- About this exercise -
Read through the records below and copy each line that uses the word "field".

- Material for this task -
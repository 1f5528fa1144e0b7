//! A shared, thread-safe Markdown text buffer for token-by-token streaming.
//!
//! Producers call [`MarkdownSession::append`] from any thread; renderers subscribe with
//! [`MarkdownSession::add_listener`] and re-parse the whole text on notification.
//!
//! ## Threading contract
//!
//! Listeners run synchronously on the thread that performed the mutation, after the session lock
//! has been released, in registration order. They see a snapshot of the listener list taken under
//! the lock, so a listener may append, subscribe, or dispose (itself included) without
//! deadlocking. Listeners that touch UI state must hop to the UI thread themselves.
//!
//! [`MarkdownSession::set_highlight_position`] never notifies.
use std::sync::Arc;
use std::sync::Weak;
use std::sync::atomic::AtomicUsize;
use std::sync::atomic::Ordering;

use parking_lot::Mutex;
use tracing::debug;
use tracing::trace;

type Listener = Arc<dyn Fn() + Send + Sync>;

#[derive(Default)]
struct State {
    buffer: String,
    version: u64,
    next_id: u64,
    listeners: Vec<(u64, Listener)>,
    closed: bool,
}

#[derive(Default)]
pub struct MarkdownSession {
    state: Mutex<State>,
    highlight_position: AtomicUsize,
}

impl std::fmt::Debug for MarkdownSession {
    fn fmt(&self, f: &mut std::fmt::Formatter<'_>) -> std::fmt::Result {
        let state = self.state.lock();
        f.debug_struct("MarkdownSession")
            .field("len", &state.buffer.len())
            .field("version", &state.version)
            .field("listeners", &state.listeners.len())
            .field("closed", &state.closed)
            .field("highlight_position", &self.highlight_position())
            .finish()
    }
}

impl MarkdownSession {
    pub fn new() -> Arc<Self> {
        Arc::new(Self::default())
    }

    /// Appends `chunk`, bumps the version and notifies listeners.
    ///
    /// No-op after [`close`](Self::close).
    pub fn append(&self, chunk: &str) {
        let listeners = {
            let mut state = self.state.lock();
            if state.closed {
                return;
            }
            state.buffer.push_str(chunk);
            state.version += 1;
            debug!(
                version = state.version,
                bytes = chunk.len(),
                total = state.buffer.len(),
                "session append"
            );
            snapshot_listeners(&state)
        };
        notify(&listeners);
    }

    /// Empties the buffer and resets the highlight position as one mutation, then notifies.
    pub fn clear(&self) {
        let listeners = {
            let mut state = self.state.lock();
            if state.closed {
                return;
            }
            state.buffer.clear();
            state.version += 1;
            self.highlight_position.store(0, Ordering::Release);
            debug!(version = state.version, "session clear");
            snapshot_listeners(&state)
        };
        notify(&listeners);
    }

    pub fn get_all_text(&self) -> String {
        self.state.lock().buffer.clone()
    }

    pub fn version(&self) -> u64 {
        self.state.lock().version
    }

    /// Version and text read under one lock.
    pub fn snapshot(&self) -> (u64, String) {
        let state = self.state.lock();
        (state.version, state.buffer.clone())
    }

    pub fn highlight_position(&self) -> usize {
        self.highlight_position.load(Ordering::Acquire)
    }

    pub fn set_highlight_position(&self, position: usize) {
        if self.is_closed() {
            return;
        }
        self.highlight_position.store(position, Ordering::Release);
    }

    pub fn add_listener<F>(self: &Arc<Self>, listener: F) -> Subscription
    where
        F: Fn() + Send + Sync + 'static,
    {
        let mut state = self.state.lock();
        if state.closed {
            return Subscription {
                session: Weak::new(),
                id: 0,
                disposed: true,
            };
        }
        let id = state.next_id;
        state.next_id += 1;
        state.listeners.push((id, Arc::new(listener)));
        trace!(id, count = state.listeners.len(), "session listener added");
        Subscription {
            session: Arc::downgrade(self),
            id,
            disposed: false,
        }
    }

    pub fn listener_count(&self) -> usize {
        self.state.lock().listeners.len()
    }

    /// Tears the session down: drops listeners and text, and turns every later mutation into a
    /// no-op.
    pub fn close(&self) {
        let mut state = self.state.lock();
        if state.closed {
            return;
        }
        state.closed = true;
        state.listeners.clear();
        state.buffer = String::new();
        self.highlight_position.store(0, Ordering::Release);
        debug!(version = state.version, "session closed");
    }

    pub fn is_closed(&self) -> bool {
        self.state.lock().closed
    }

    fn remove_listener(&self, id: u64) {
        let mut state = self.state.lock();
        let before = state.listeners.len();
        state.listeners.retain(|(lid, _)| *lid != id);
        if state.listeners.len() != before {
            trace!(id, count = state.listeners.len(), "session listener removed");
        }
    }
}

fn snapshot_listeners(state: &State) -> Vec<Listener> {
    state.listeners.iter().map(|(_, l)| Arc::clone(l)).collect()
}

fn notify(listeners: &[Listener]) {
    for listener in listeners {
        listener();
    }
}

/// Handle returned by [`MarkdownSession::add_listener`].
///
/// Dropping it does not unsubscribe; call [`dispose`](Self::dispose).
#[must_use = "the listener stays registered until `dispose` is called"]
#[derive(Debug)]
pub struct Subscription {
    session: Weak<MarkdownSession>,
    id: u64,
    disposed: bool,
}

impl Subscription {
    /// Deregisters the listener. Later calls, or calls after the session is gone, do nothing.
    pub fn dispose(&mut self) {
        if self.disposed {
            return;
        }
        self.disposed = true;
        if let Some(session) = self.session.upgrade() {
            session.remove_listener(self.id);
        }
    }

    pub fn is_disposed(&self) -> bool {
        self.disposed
    }
}

#[cfg(test)]
mod tests {
    use super::*;
    use pretty_assertions::assert_eq;
    use std::sync::atomic::AtomicU32;

    fn counter() -> (Arc<AtomicU32>, impl Fn() + Send + Sync + 'static) {
        let n = Arc::new(AtomicU32::new(0));
        let c = Arc::clone(&n);
        (n, move || {
            c.fetch_add(1, Ordering::SeqCst);
        })
    }

    #[test]
    fn append_concatenates_in_order() {
        let session = MarkdownSession::new();
        session.append("Hello, ");
        session.append("**world**");
        assert_eq!(session.get_all_text(), "Hello, **world**");
        assert_eq!(session.version(), 2);
    }

    #[test]
    fn clear_resets_text_and_highlight() {
        let session = MarkdownSession::new();
        session.append("some words here");
        session.set_highlight_position(2);
        session.clear();
        assert_eq!(session.get_all_text(), "");
        assert_eq!(session.highlight_position(), 0);
        assert_eq!(session.version(), 2);
    }

    #[test]
    fn highlight_does_not_notify() {
        let session = MarkdownSession::new();
        let (hits, f) = counter();
        let _sub = session.add_listener(f);
        session.set_highlight_position(7);
        assert_eq!(session.highlight_position(), 7);
        assert_eq!(hits.load(Ordering::SeqCst), 0);
    }

    #[test]
    fn listeners_fire_once_per_mutation() {
        let session = MarkdownSession::new();
        let (hits, f) = counter();
        let _sub = session.add_listener(f);
        session.append("a");
        session.append("b");
        session.clear();
        assert_eq!(hits.load(Ordering::SeqCst), 3);
    }

    #[test]
    fn listeners_run_in_registration_order() {
        let session = MarkdownSession::new();
        let order = Arc::new(Mutex::new(Vec::new()));
        let mut subs = Vec::new();
        for i in 0..3 {
            let order = Arc::clone(&order);
            subs.push(session.add_listener(move || order.lock().push(i)));
        }
        session.append("x");
        assert_eq!(*order.lock(), vec![0, 1, 2]);
    }

    #[test]
    fn dispose_stops_notifications_and_is_idempotent() {
        let session = MarkdownSession::new();
        let (hits, f) = counter();
        let mut sub = session.add_listener(f);
        session.append("a");
        sub.dispose();
        sub.dispose();
        session.append("b");
        session.clear();
        assert_eq!(hits.load(Ordering::SeqCst), 1);
        assert!(sub.is_disposed());
        assert_eq!(session.listener_count(), 0);
    }

    #[test]
    fn listener_may_reenter_the_session() {
        let session = MarkdownSession::new();
        let seen = Arc::new(Mutex::new(String::new()));
        let (s, out) = (Arc::clone(&session), Arc::clone(&seen));
        let _sub = session.add_listener(move || {
            *out.lock() = s.get_all_text();
            let (_, inner) = counter();
            let mut nested = s.add_listener(inner);
            nested.dispose();
        });
        session.append("reentrant");
        assert_eq!(*seen.lock(), "reentrant");
    }

    #[test]
    fn listener_may_dispose_itself() {
        let session = MarkdownSession::new();
        let slot: Arc<Mutex<Option<Subscription>>> = Arc::new(Mutex::new(None));
        let (hits, f) = counter();
        let inner = Arc::clone(&slot);
        let sub = session.add_listener(move || {
            f();
            if let Some(mut sub) = inner.lock().take() {
                sub.dispose();
            }
        });
        *slot.lock() = Some(sub);
        session.append("a");
        session.append("b");
        assert_eq!(hits.load(Ordering::SeqCst), 1);
    }

    #[test]
    fn close_makes_mutations_noops() {
        let session = MarkdownSession::new();
        let (hits, f) = counter();
        let _sub = session.add_listener(f);
        session.append("before");
        session.close();
        session.append("after");
        session.clear();
        session.set_highlight_position(3);
        assert!(session.is_closed());
        assert_eq!(session.get_all_text(), "");
        assert_eq!(session.highlight_position(), 0);
        assert_eq!(hits.load(Ordering::SeqCst), 1);

        let late = session.add_listener(|| {});
        assert!(late.is_disposed());
    }

    #[test]
    fn dispose_after_drop_is_harmless() {
        let session = MarkdownSession::new();
        let mut sub = session.add_listener(|| {});
        drop(session);
        sub.dispose();
        assert!(sub.is_disposed());
    }

    #[test]
    fn snapshot_pairs_version_with_text() {
        let session = MarkdownSession::new();
        session.append("a");
        assert_eq!(session.snapshot(), (1, "a".to_string()));
    }
}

- Response below -
            .field("len", &state.buffer.len())
            .field("version", &state.version)
            .field("listeners", &state.listeners.len())
            .field("closed", &state.closed)
            .field("highlight_position", &self.highlight_position())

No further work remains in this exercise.